Exercise: Lines with "task" in the records below: say how many there are, and add nothing.

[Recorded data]
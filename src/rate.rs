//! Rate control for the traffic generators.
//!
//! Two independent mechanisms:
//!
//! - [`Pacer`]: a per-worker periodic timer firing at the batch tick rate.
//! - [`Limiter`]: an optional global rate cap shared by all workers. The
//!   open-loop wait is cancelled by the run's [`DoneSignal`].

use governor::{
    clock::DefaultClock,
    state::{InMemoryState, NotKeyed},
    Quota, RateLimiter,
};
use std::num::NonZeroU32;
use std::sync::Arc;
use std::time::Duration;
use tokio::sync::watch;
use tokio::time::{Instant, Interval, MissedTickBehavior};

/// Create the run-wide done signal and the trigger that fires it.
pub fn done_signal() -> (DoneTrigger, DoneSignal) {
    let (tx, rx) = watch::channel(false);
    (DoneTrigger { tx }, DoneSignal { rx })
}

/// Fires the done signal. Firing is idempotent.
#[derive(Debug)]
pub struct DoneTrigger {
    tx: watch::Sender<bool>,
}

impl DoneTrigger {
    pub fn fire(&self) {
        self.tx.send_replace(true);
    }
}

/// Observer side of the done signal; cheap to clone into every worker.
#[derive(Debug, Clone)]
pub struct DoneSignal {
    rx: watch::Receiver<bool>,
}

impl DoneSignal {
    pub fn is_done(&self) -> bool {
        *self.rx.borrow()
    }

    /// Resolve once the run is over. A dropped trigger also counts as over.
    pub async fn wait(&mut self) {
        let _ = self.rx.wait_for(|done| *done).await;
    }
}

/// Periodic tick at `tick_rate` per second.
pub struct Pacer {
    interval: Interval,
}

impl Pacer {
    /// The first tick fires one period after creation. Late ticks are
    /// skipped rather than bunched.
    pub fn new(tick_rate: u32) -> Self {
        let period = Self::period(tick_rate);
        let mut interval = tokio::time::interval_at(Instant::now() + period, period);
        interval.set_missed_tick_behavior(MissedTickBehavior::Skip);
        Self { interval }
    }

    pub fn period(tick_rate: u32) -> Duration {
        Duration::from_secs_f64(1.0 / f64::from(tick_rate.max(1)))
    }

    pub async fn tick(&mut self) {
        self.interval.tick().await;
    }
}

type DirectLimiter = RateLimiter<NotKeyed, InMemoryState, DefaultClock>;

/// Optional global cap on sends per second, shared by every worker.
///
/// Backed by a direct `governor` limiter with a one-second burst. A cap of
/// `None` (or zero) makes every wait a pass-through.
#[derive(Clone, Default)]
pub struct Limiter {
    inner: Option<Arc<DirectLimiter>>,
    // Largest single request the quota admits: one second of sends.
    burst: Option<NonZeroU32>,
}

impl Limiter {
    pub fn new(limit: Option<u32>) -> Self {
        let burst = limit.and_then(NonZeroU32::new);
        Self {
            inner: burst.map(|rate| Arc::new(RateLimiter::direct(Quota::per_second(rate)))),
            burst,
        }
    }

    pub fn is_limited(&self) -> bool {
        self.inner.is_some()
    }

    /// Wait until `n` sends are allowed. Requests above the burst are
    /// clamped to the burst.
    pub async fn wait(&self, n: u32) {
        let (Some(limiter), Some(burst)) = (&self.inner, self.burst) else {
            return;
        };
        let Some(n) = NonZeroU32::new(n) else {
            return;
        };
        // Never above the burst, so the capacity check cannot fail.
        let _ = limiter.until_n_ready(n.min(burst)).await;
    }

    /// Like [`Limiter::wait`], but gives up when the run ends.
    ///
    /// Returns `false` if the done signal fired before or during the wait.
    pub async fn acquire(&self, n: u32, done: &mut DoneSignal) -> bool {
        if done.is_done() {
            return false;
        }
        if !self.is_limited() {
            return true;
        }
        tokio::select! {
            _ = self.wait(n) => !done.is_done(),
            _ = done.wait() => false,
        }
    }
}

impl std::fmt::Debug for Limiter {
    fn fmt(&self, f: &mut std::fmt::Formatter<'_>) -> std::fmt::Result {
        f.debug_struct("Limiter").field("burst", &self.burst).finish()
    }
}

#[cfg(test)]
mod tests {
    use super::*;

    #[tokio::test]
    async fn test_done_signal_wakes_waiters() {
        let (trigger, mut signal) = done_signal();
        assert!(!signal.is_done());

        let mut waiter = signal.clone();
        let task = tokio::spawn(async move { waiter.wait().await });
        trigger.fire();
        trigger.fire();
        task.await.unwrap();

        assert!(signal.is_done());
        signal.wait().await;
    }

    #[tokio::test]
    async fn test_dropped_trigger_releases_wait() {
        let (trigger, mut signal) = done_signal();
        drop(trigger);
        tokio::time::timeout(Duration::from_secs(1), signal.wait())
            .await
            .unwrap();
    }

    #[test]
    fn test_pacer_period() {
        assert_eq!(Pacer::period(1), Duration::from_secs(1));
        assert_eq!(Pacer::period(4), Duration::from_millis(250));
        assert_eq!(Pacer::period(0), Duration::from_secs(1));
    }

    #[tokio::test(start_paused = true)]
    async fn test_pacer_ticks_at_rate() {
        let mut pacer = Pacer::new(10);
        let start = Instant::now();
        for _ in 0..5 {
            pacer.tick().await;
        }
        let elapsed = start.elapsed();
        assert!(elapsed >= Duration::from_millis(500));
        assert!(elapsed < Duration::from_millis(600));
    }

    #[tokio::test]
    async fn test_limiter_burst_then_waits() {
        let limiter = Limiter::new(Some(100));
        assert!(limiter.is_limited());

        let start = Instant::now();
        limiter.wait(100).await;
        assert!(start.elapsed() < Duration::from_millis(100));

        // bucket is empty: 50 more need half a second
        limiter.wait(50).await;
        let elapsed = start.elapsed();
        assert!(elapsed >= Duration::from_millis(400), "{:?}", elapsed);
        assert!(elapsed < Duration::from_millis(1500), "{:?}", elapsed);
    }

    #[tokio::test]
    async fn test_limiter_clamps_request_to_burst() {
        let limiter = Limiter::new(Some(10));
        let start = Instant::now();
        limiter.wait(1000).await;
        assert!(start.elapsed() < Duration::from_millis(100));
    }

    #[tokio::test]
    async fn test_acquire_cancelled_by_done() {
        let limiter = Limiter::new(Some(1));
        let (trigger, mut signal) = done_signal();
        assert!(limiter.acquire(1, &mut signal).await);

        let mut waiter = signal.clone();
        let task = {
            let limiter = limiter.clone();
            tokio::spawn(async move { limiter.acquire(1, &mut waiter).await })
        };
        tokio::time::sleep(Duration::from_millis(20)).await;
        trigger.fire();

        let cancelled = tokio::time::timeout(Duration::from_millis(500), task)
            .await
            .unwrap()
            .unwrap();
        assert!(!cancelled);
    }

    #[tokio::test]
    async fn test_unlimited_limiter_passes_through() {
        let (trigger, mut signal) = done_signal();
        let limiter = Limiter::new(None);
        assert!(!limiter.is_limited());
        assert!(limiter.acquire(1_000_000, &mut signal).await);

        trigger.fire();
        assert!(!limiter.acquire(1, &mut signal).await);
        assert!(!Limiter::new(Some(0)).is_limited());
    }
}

Result of the exercise: 4